Thomas was assigned to the Double-A Midland RockHounds to open the 2024 season. In mid-June, he was promoted to the Triple-A Las Vegas Aviators. In 132 games split between the two affiliates, Thomas batted .277 with 31 home runs, 92 RBI, and 15 stolen bases. During the offseason he played for Team USA in the Premier 12 Tournament.

Thomas was assigned to Las Vegas to open the 2025 season and hit a home run in the team's season opener. In 76 appearances for the Aviators, he slashed .297/.365/.542 with 17 home runs, 70 RBI, and seven stolen bases.

On June 30, 2025, Thomas was selected to the 40-man roster and promoted to the major leagues for the first time. He made his MLB debut that night as a pinch-hitter versus the Tampa Bay Rays at George M. Steinbrenner Field.
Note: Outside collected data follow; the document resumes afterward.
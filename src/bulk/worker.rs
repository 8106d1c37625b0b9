use super::progress::ProgressPersistence;
use super::state::{ControlRequest, StateManager, WorkerState};
use crate::config::BulkWorkerSettings;
use crate::duration::{DurationError, DurationResolverService, ResolveContext};
use crate::duration_store::{DurationStore, PersistedProgress, ResolutionStatus, Track, WorkerStatus};
use anyhow::Result;
use std::sync::Arc;
use tokio::time::Instant;
use tokio_util::sync::CancellationToken;
use tracing::{debug, error, info, warn};

/// How a run ended, when it did not fail.
#[derive(Debug, Clone, Copy, PartialEq, Eq)]
enum RunOutcome {
    Completed,
    Stopped,
    Cancelled,
}

#[derive(Debug, Clone, Copy)]
enum TrackOutcome {
    Resolved,
    NeedsReview,
    Failed,
    Skipped,
}

/// Bookkeeping for periodic snapshots.
struct Checkpoint {
    last_processed_track_id: Option<i64>,
    since_save: u64,
    last_save: Instant,
}

impl Checkpoint {
    fn new() -> Self {
        Self {
            last_processed_track_id: None,
            since_save: 0,
            last_save: Instant::now(),
        }
    }
}

fn now() -> i64 {
    chrono::Utc::now().timestamp()
}

fn sort_key(track: &Track) -> (i64, i32, i64) {
    (track.album_id, track.track_number, track.id)
}

/// A snapshot of a run that never reached completion.
fn is_resumable(status: WorkerStatus) -> bool {
    matches!(
        status,
        WorkerStatus::Running
            | WorkerStatus::Paused
            | WorkerStatus::Stopping
            | WorkerStatus::Stopped
            | WorkerStatus::Failed
    )
}

/// Walks the backlog of tracks without a duration, one track at a time.
pub struct DurationWorker {
    resolver: Arc<DurationResolverService>,
    store: Arc<dyn DurationStore>,
    state: Arc<StateManager>,
    progress: ProgressPersistence,
    settings: BulkWorkerSettings,
    cancel: CancellationToken,
}

impl DurationWorker {
    pub fn new(
        resolver: Arc<DurationResolverService>,
        store: Arc<dyn DurationStore>,
        state: Arc<StateManager>,
        settings: BulkWorkerSettings,
        cancel: CancellationToken,
    ) -> Self {
        let progress = ProgressPersistence::new(store.clone());
        Self {
            resolver,
            store,
            state,
            progress,
            settings,
            cancel,
        }
    }

    pub async fn run(&self) {
        let mut checkpoint = Checkpoint::new();
        match self.process(&mut checkpoint).await {
            Ok(RunOutcome::Completed) => {
                let state = self.state.snapshot();
                info!(
                    "Bulk duration resolution completed: {} processed, {} resolved, {} need review, {} failed, {} skipped",
                    state.processed_tracks,
                    state.resolved_count,
                    state.needs_review_count,
                    state.failed_count,
                    state.skipped_count
                );
            }
            Ok(RunOutcome::Stopped) => info!("Bulk duration resolution stopped"),
            Ok(RunOutcome::Cancelled) => info!("Bulk duration resolution cancelled"),
            Err(e) => {
                error!("Bulk duration resolution failed: {:#}", e);
                self.state.update(|state| {
                    state.status = WorkerStatus::Failed;
                    state.last_error = Some(format!("{:#}", e));
                    state.current_track_id = None;
                    state.current_track = None;
                    state.last_activity_at = Some(now());
                });
                if let Err(save_err) = self
                    .progress
                    .save(&self.state.snapshot(), checkpoint.last_processed_track_id)
                {
                    error!("Failed to persist failed bulk run: {}", save_err);
                }
            }
        }
    }

    async fn process(&self, checkpoint: &mut Checkpoint) -> Result<RunOutcome> {
        let backlog = self.store.list_tracks_needing_duration()?;
        let (remaining, carried) = self.resume_point(backlog)?;

        self.state.update(|state| {
            // A stop can arrive before the backlog is loaded
            let stopping = state.status == WorkerStatus::Stopping;
            if let Some(previous) = &carried {
                let started_at = state.started_at;
                *state = WorkerState::from_persisted(previous);
                state.started_at = previous.started_at.or(started_at);
                state.last_error = None;
                state.completed_at = None;
            }
            state.status = if stopping {
                WorkerStatus::Stopping
            } else {
                WorkerStatus::Running
            };
            state.total_tracks = state.processed_tracks + remaining.len() as i64;
            state.started_at = state.started_at.or(Some(now()));
            state.last_activity_at = Some(now());
        });
        checkpoint.last_processed_track_id = carried.and_then(|p| p.last_processed_track_id);
        self.save(checkpoint)?;

        info!(
            "Bulk duration resolution started with {} tracks to process",
            remaining.len()
        );

        for track in remaining {
            if let Some(outcome) = self.checkpoint(checkpoint).await? {
                return Ok(outcome);
            }

            let outcome = match self.process_track(&track).await? {
                Some(outcome) => outcome,
                None => return Ok(RunOutcome::Cancelled),
            };

            self.state.update(|state| {
                state.processed_tracks += 1;
                match outcome {
                    TrackOutcome::Resolved => state.resolved_count += 1,
                    TrackOutcome::NeedsReview => state.needs_review_count += 1,
                    TrackOutcome::Failed => state.failed_count += 1,
                    TrackOutcome::Skipped => state.skipped_count += 1,
                }
                state.last_activity_at = Some(now());
            });
            checkpoint.last_processed_track_id = Some(track.id);
            checkpoint.since_save += 1;

            if checkpoint.since_save >= self.settings.progress_save_every
                || checkpoint.last_save.elapsed() >= self.settings.progress_save_interval()
            {
                self.save(checkpoint)?;
            }

            let delay = self.settings.inter_track_delay();
            if !delay.is_zero() {
                tokio::select! {
                    _ = tokio::time::sleep(delay) => {}
                    _ = self.cancel.cancelled() => return Ok(RunOutcome::Cancelled),
                }
            }
        }

        if self.cancel.is_cancelled() {
            return Ok(RunOutcome::Cancelled);
        }

        self.state.update(|state| {
            state.current_track_id = None;
            state.current_track = None;
        });
        self.save(checkpoint)?;
        self.progress.mark_complete()?;
        self.state.update(|state| {
            state.status = WorkerStatus::Completed;
            state.completed_at = Some(now());
        });
        Ok(RunOutcome::Completed)
    }

    /// Tracks left to process and the snapshot being continued, if any.
    fn resume_point(&self, backlog: Vec<Track>) -> Result<(Vec<Track>, Option<PersistedProgress>)> {
        if !self.settings.resume_interrupted {
            return Ok((backlog, None));
        }
        let Some(previous) = self.progress.load()?.filter(|p| is_resumable(p.status)) else {
            return Ok((backlog, None));
        };
        let last = match previous.last_processed_track_id {
            Some(id) => self.store.get_track(id)?,
            None => None,
        };
        let Some(last) = last else {
            return Ok((backlog, None));
        };

        let after = sort_key(&last);
        let remaining: Vec<Track> = backlog.into_iter().filter(|t| sort_key(t) > after).collect();
        info!(
            "Resuming interrupted bulk run after track {} ({} already processed, {} remaining)",
            last.id,
            previous.processed_tracks,
            remaining.len()
        );
        Ok((remaining, Some(previous)))
    }

    /// Applies pending stop, pause and cancel requests. Returns the outcome
    /// when the run has to end here.
    async fn checkpoint(&self, checkpoint: &mut Checkpoint) -> Result<Option<RunOutcome>> {
        if self.cancel.is_cancelled() {
            return Ok(Some(RunOutcome::Cancelled));
        }

        match self.state.control_request() {
            ControlRequest::Run => Ok(None),
            ControlRequest::Stop => self.stop(checkpoint).map(Some),
            ControlRequest::Pause => {
                self.state.update(|state| {
                    if state.status == WorkerStatus::Running {
                        state.status = WorkerStatus::Paused;
                    }
                    state.current_track_id = None;
                    state.current_track = None;
                    state.last_activity_at = Some(now());
                });
                self.save(checkpoint)?;
                info!("Bulk duration resolution paused");

                let request = tokio::select! {
                    request = self.state.wait_while_paused() => request,
                    _ = self.cancel.cancelled() => return Ok(Some(RunOutcome::Cancelled)),
                };
                match request {
                    ControlRequest::Stop => self.stop(checkpoint).map(Some),
                    _ => {
                        info!("Bulk duration resolution resumed");
                        self.state.update(|state| {
                            if state.status == WorkerStatus::Paused {
                                state.status = WorkerStatus::Running;
                            }
                            state.last_activity_at = Some(now());
                        });
                        self.save(checkpoint)?;
                        Ok(None)
                    }
                }
            }
        }
    }

    fn stop(&self, checkpoint: &mut Checkpoint) -> Result<RunOutcome> {
        self.state.update(|state| {
            state.status = WorkerStatus::Stopped;
            state.current_track_id = None;
            state.current_track = None;
            state.last_activity_at = Some(now());
        });
        self.save(checkpoint)?;
        Ok(RunOutcome::Stopped)
    }

    /// `None` when the run was cancelled mid-track.
    async fn process_track(&self, track: &Track) -> Result<Option<TrackOutcome>> {
        let artist = self
            .store
            .get_album(track.album_id)?
            .map(|album| album.artist)
            .unwrap_or_default();
        self.state.update(|state| {
            state.current_track_id = Some(track.id);
            state.current_track = Some(format!("{} - {}", artist, track.title));
            state.last_activity_at = Some(now());
        });

        // The track may have been edited since the backlog was loaded
        let Some(current) = self.store.get_track(track.id)? else {
            debug!("Track {} disappeared, skipping", track.id);
            return Ok(Some(TrackOutcome::Skipped));
        };
        if current.has_duration() {
            debug!("Track {} already has a duration, skipping", track.id);
            return Ok(Some(TrackOutcome::Skipped));
        }

        let ctx = ResolveContext::new(
            Instant::now() + self.settings.track_timeout(),
            self.cancel.child_token(),
        );
        let outcome = match self.resolver.resolve_track(&current, false, &ctx).await {
            Ok(resolution) => match resolution.status {
                ResolutionStatus::Resolved | ResolutionStatus::Approved => TrackOutcome::Resolved,
                ResolutionStatus::NeedsReview => TrackOutcome::NeedsReview,
                _ => TrackOutcome::Failed,
            },
            Err(DurationError::Cancelled) => return Ok(None),
            Err(DurationError::AlreadyHasDuration(_)) => TrackOutcome::Skipped,
            Err(e) if e.is_fatal() => return Err(e.into()),
            Err(e) => {
                warn!("Failed to resolve track {}: {}", track.id, e);
                TrackOutcome::Failed
            }
        };
        Ok(Some(outcome))
    }

    fn save(&self, checkpoint: &mut Checkpoint) -> Result<()> {
        self.progress
            .save(&self.state.snapshot(), checkpoint.last_processed_track_id)?;
        checkpoint.since_save = 0;
        checkpoint.last_save = Instant::now();
        Ok(())
    }
}
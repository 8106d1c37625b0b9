//! Duration resolution engine
//!
//! Fills in missing track durations by asking several metadata providers
//! and accepting an answer only when enough of them agree. Disagreements go
//! to a review queue, and a background worker can resolve the whole library
//! with pause, resume and crash-safe progress.

pub mod bulk;
pub mod config;
pub mod duration;
pub mod duration_store;
pub mod sqlite_persistence;

// Re-export commonly used types for convenience
pub use bulk::{BulkError, BulkProgress, BulkResolutionManager};
pub use duration::{DurationError, DurationProvider, DurationResolverService};
pub use duration_store::{DurationStore, SqliteDurationStore};
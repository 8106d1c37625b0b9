#![allow(dead_code)]

//! Common test infrastructure
//!
//! Builds a file-backed duration store in a temporary directory, seeds it
//! with a library and wires mock providers into a resolver and a bulk
//! manager. Tests should only import from this module.
//!
//! # Example
//!
//! ```no_run
//! mod common;
//! use common::{TestEnv, StaticProvider};
//!
//! #[tokio::test]
//! async fn test_bulk_run() {
//!     let env = TestEnv::with_album(5);
//!     let manager = env.manager(vec![StaticProvider::agreeing("musicbrainz")]);
//!     manager.start().await.unwrap();
//!     manager.wait_for_completion().await;
//! }
//! ```

mod constants;
mod fixtures;
mod providers;

pub use constants::*;
pub use fixtures::{wait_for_status, TestEnv};
pub use providers::{GatedProvider, HangingProvider, StaticProvider};
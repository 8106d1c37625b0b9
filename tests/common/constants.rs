//! Shared constants for the integration tests

// ============================================================================
// Library
// ============================================================================

pub const ALBUM_TITLE: &str = "Kind of Blue";
pub const ALBUM_ARTIST: &str = "Miles Davis";

/// Duration every agreeing mock provider reports, in seconds.
pub const AGREED_DURATION: i32 = 245;

// ============================================================================
// Timing
// ============================================================================

/// Upper bound for any state change the tests wait on.
pub const WAIT_TIMEOUT_MS: u64 = 5_000;
// ABOUTME: Error types for the calorie planner re-exported from planner-core
// ABOUTME: Single import path for AppError, ErrorCode, ValidationError and config errors
//
// SPDX-License-Identifier: MIT OR Apache-2.0
// Copyright (c) 2025 Pierre Fitness Intelligence

//! # Error Handling
//!
//! Domain errors live in `planner-core` so the engine and its collaborators
//! share one vocabulary. Configuration errors come from `planner-intelligence`.

pub use planner_core::errors::*;
pub use planner_intelligence::config::intelligence::ConfigError;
Thomas recorded his first MLB hit the next day, a double off of Shane Baz. He hit his first MLB home run on August 9, a two-run home run off of Mitchell Parker of the Washington Nationals. Thomas appeared in 49 games for the Athletics and hit .225 with six home runs and 19 RBI.

Thomas was optioned to Triple-A Las Vegas to begin the 2026 season. He was recalled by the Athletics on April 22. Across 55 games played with the Athletics, Thomas batted .202 with four home runs and 11 RBI.

===Philadlephia Phillies===
On August 3, 2026, Thomas was traded to the Philadelphia Phillies in exchange for Seth Johnson. The Phillies subsequently assigned him to the Triple-A Lehigh Valley IronPigs.